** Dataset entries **
※
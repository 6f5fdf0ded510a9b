//! URL normalization rules (`spec.md` §4.4).

use crate::psl::etld_plus_one;
use aimo_core::model::{BytesBucket, MethodBucket};
use aimo_redaction::is_pii_suspect;

/// The components a raw URL normalizes into, ahead of signature hashing.
#[derive(Debug, Clone, PartialEq, Eq)]
pub struct NormalizedUrl {
    pub norm_host: String,
    pub norm_path_template: String,
    pub norm_query_key_set: Vec<String>,
}

/// Lower-case the scheme/host and elide default ports (`80` for `http`,
/// `443` for `https`).
#[must_use]
pub fn normalize_host(host: &str, scheme: Option<&str>, port: Option<u16>) -> String {
    let host = host.to_ascii_lowercase();
    match (scheme.map(str::to_ascii_lowercase).as_deref(), port) {
        (Some("http"), Some(80)) | (Some("https"), Some(443)) | (_, None) => host,
        (_, Some(p)) => format!("{host}:{p}"),
    }
}

/// Replace PII-suspect path segments with placeholders and lower-case the
/// remainder, producing `norm_path_template`.
#[must_use]
pub fn normalize_path(path: &str) -> String {
    if path.is_empty() || path == "/" {
        return "/".to_string();
    }
    let segments: Vec<String> = path
        .split('/')
        .map(|seg| {
            if seg.is_empty() {
                String::new()
            } else if is_pii_suspect(seg) {
                aimo_redaction::placeholder_for(aimo_redaction::classify_segment(seg)).to_string()
            } else {
                seg.to_ascii_lowercase()
            }
        })
        .collect();
    segments.join("/")
}

/// Extract and sort query key names, dropping all values (`spec.md` §4.4:
/// "values are PII-suspect").
#[must_use]
pub fn normalize_query_keys(query: &str) -> Vec<String> {
    let mut keys: Vec<String> = query
        .split('&')
        .filter(|pair| !pair.is_empty())
        .map(|pair| pair.split('=').next().unwrap_or("").to_ascii_lowercase())
        .filter(|k| !k.is_empty())
        .collect();
    keys.sort();
    keys.dedup();
    keys
}

/// Derive `dest_domain` (eTLD+1) from a lower-cased host.
#[must_use]
pub fn dest_domain(host: &str) -> String {
    etld_plus_one(&host.to_ascii_lowercase())
}

/// Run the full normalization pipeline for one URL.
#[must_use]
pub fn normalize_url(url_full: &str, fallback_host: Option<&str>) -> NormalizedUrl {
    let (scheme, rest) = match url_full.split_once("://") {
        Some((s, r)) => (Some(s), r),
        None => (None, url_full),
    };

    let (authority, path_and_query) = match rest.find('/') {
        Some(idx) => (&rest[..idx], &rest[idx..]),
        None => (rest, ""),
    };

    let (host_port, _userinfo_stripped) = match authority.rsplit_once('@') {
        Some((_, hp)) => (hp, true),
        None => (authority, false),
    };

    let (host, port) = match host_port.rsplit_once(':') {
        Some((h, p)) if !h.is_empty() => (h, p.parse::<u16>().ok()),
        _ => (host_port, None),
    };

    let host = if host.is_empty() {
        fallback_host.unwrap_or("")
    } else {
        host
    };

    let (path, query) = match path_and_query.split_once('?') {
        Some((p, q)) => (p, q),
        None => (path_and_query, ""),
    };

    NormalizedUrl {
        norm_host: normalize_host(host, scheme, port),
        norm_path_template: normalize_path(path),
        norm_query_key_set: normalize_query_keys(query),
    }
}

/// Coarse log-scale byte band boundary helper, re-exported for callers that
/// only have a raw byte count.
#[must_use]
pub fn bytes_bucket(bytes: u64) -> BytesBucket {
    BytesBucket::from_bytes(bytes)
}

/// `{read, write, other}` method collapsing.
#[must_use]
pub fn method_bucket(method: &str) -> MethodBucket {
    MethodBucket::from_method(method)
}

#[cfg(test)]
mod tests {
    use super::*;

    #[test]
    fn strips_default_https_port() {
        assert_eq!(normalize_host("API.OpenAI.com", Some("https"), Some(443)), "api.openai.com");
    }

    #[test]
    fn keeps_non_default_port() {
        assert_eq!(normalize_host("example.com", Some("http"), Some(8080)), "example.com:8080");
    }

    #[test]
    fn replaces_numeric_and_uuid_segments() {
        assert_eq!(normalize_path("/users/12345/profile"), "/users/{num}/profile");
        assert_eq!(
            normalize_path("/objects/550e8400-e29b-41d4-a716-446655440000"),
            "/objects/{uuid}"
        );
    }

    #[test]
    fn root_path_is_slash() {
        assert_eq!(normalize_path(""), "/");
        assert_eq!(normalize_path("/"), "/");
    }

    #[test]
    fn query_keys_sorted_values_dropped() {
        let keys = normalize_query_keys("b=2&a=alice@example.com&c=");
        assert_eq!(keys, vec!["a".to_string(), "b".to_string()]);
    }

    #[test]
    fn full_url_normalizes_end_to_end() {
        let n = normalize_url("https://api.openai.com/v1/chat/completions?stream=true", None);
        assert_eq!(n.norm_host, "api.openai.com");
        assert_eq!(n.norm_path_template, "/v1/chat/completions");
        assert_eq!(n.norm_query_key_set, vec!["stream".to_string()]);
    }

    #[test]
    fn dest_domain_resolves_etld_plus_one() {
        assert_eq!(dest_domain("api.openai.com"), "openai.com");
    }
}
※
** PROBLEM DETAILS **
The records shown earlier should all be returned verbatim.

** RESPONSE AREA **
repository 6f5fdf0ded510a9b
//! URL normalization rules (`spec.md` §4.4).

use crate::psl::etld_plus_one;
use aimo_core::model::{BytesBucket, MethodBucket};
use aimo_redaction::is_pii_suspect;

/// The components a raw URL normalizes into, ahead of signature hashing.
#[derive(Debug, Clone, PartialEq, Eq)]
pub struct NormalizedUrl {
    pub norm_host: String,
    pub norm_path_template: String,
    pub norm_query_key_set: Vec<String>,
}

/// Lower-case the scheme/host and elide default ports (`80` for `http`,
/// `443` for `https`).
#[must_use]
pub fn normalize_host(host: &str, scheme: Option<&str>, port: Option<u16>) -> String {
    let host = host.to_ascii_lowercase();
    match (scheme.map(str::to_ascii_lowercase).as_deref(), port) {
        (Some("http"), Some(80)) | (Some("https"), Some(443)) | (_, None) => host,
        (_, Some(p)) => format!("{host}:{p}"),
    }
}

/// Replace PII-suspect path segments with placeholders and lower-case the
/// remainder, producing `norm_path_template`.
#[must_use]
pub fn normalize_path(path: &str) -> String {
    if path.is_empty() || path == "/" {
        return "/".to_string();
    }
    let segments: Vec<String> = path
        .split('/')
        .map(|seg| {
            if seg.is_empty() {
                String::new()
            } else if is_pii_suspect(seg) {
                aimo_redaction::placeholder_for(aimo_redaction::classify_segment(seg)).to_string()
            } else {
                seg.to_ascii_lowercase()
            }
        })
        .collect();
    segments.join("/")
}

/// Extract and sort query key names, dropping all values (`spec.md` §4.4:
/// "values are PII-suspect").
#[must_use]
pub fn normalize_query_keys(query: &str) -> Vec<String> {
    let mut keys: Vec<String> = query
        .split('&')
        .filter(|pair| !pair.is_empty())
        .map(|pair| pair.split('=').next().unwrap_or("").to_ascii_lowercase())
        .filter(|k| !k.is_empty())
        .collect();
    keys.sort();
    keys.dedup();
    keys
}

/// Derive `dest_domain` (eTLD+1) from a lower-cased host.
#[must_use]
pub fn dest_domain(host: &str) -> String {
    etld_plus_one(&host.to_ascii_lowercase())
}

/// Run the full normalization pipeline for one URL.
#[must_use]
pub fn normalize_url(url_full: &str, fallback_host: Option<&str>) -> NormalizedUrl {
    let (scheme, rest) = match url_full.split_once("://") {
        Some((s, r)) => (Some(s), r),
        None => (None, url_full),
    };

    let (authority, path_and_query) = match rest.find('/') {
        Some(idx) => (&rest[..idx], &rest[idx..]),
        None => (rest, ""),
    };

    let (host_port, _userinfo_stripped) = match authority.rsplit_once('@') {
        Some((_, hp)) => (hp, true),
        None => (authority, false),
    };

    let (host, port) = match host_port.rsplit_once(':') {
        Some((h, p)) if !h.is_empty() => (h, p.parse::<u16>().ok()),
        _ => (host_port, None),
    };

    let host = if host.is_empty() {
        fallback_host.unwrap_or("")
    } else {
        host
    };

    let (path, query) = match path_and_query.split_once('?') {
        Some((p, q)) => (p, q),
        None => (path_and_query, ""),
    };

    NormalizedUrl {
        norm_host: normalize_host(host, scheme, port),
        norm_path_template: normalize_path(path),
        norm_query_key_set: normalize_query_keys(query),
    }
}

/// Coarse log-scale byte band boundary helper, re-exported for callers that
/// only have a raw byte count.
#[must_use]
pub fn bytes_bucket(bytes: u64) -> BytesBucket {
    BytesBucket::from_bytes(bytes)
}

/// `{read, write, other}` method collapsing.
#[must_use]
pub fn method_bucket(method: &str) -> MethodBucket {
    MethodBucket::from_method(method)
}

#[cfg(test)]
mod tests {
    use super::*;

    #[test]
    fn strips_default_https_port() {
        assert_eq!(normalize_host("API.OpenAI.com", Some("https"), Some(443)), "api.openai.com");
    }

    #[test]
    fn keeps_non_default_port() {
        assert_eq!(normalize_host("example.com", Some("http"), Some(8080)), "example.com:8080");
    }

    #[test]
    fn replaces_numeric_and_uuid_segments() {
        assert_eq!(normalize_path("/users/12345/profile"), "/users/{num}/profile");
        assert_eq!(
            normalize_path("/objects/550e8400-e29b-41d4-a716-446655440000"),
            "/objects/{uuid}"
        );
    }

    #[test]
    fn root_path_is_slash() {
        assert_eq!(normalize_path(""), "/");
        assert_eq!(normalize_path("/"), "/");
    }

    #[test]
    fn query_keys_sorted_values_dropped() {
        let keys = normalize_query_keys("b=2&a=alice@example.com&c=");
        assert_eq!(keys, vec!["a".to_string(), "b".to_string()]);
    }

    #[test]
    fn full_url_normalizes_end_to_end() {
        let n = normalize_url("https://api.openai.com/v1/chat/completions?stream=true", None);
        assert_eq!(n.norm_host, "api.openai.com");
        assert_eq!(n.norm_path_template, "/v1/chat/completions");
        assert_eq!(n.norm_query_key_set, vec!["stream".to_string()]);
    }

    #[test]
    fn dest_domain_resolves_etld_plus_one() {
        assert_eq!(dest_domain("api.openai.com"), "openai.com");
    }
}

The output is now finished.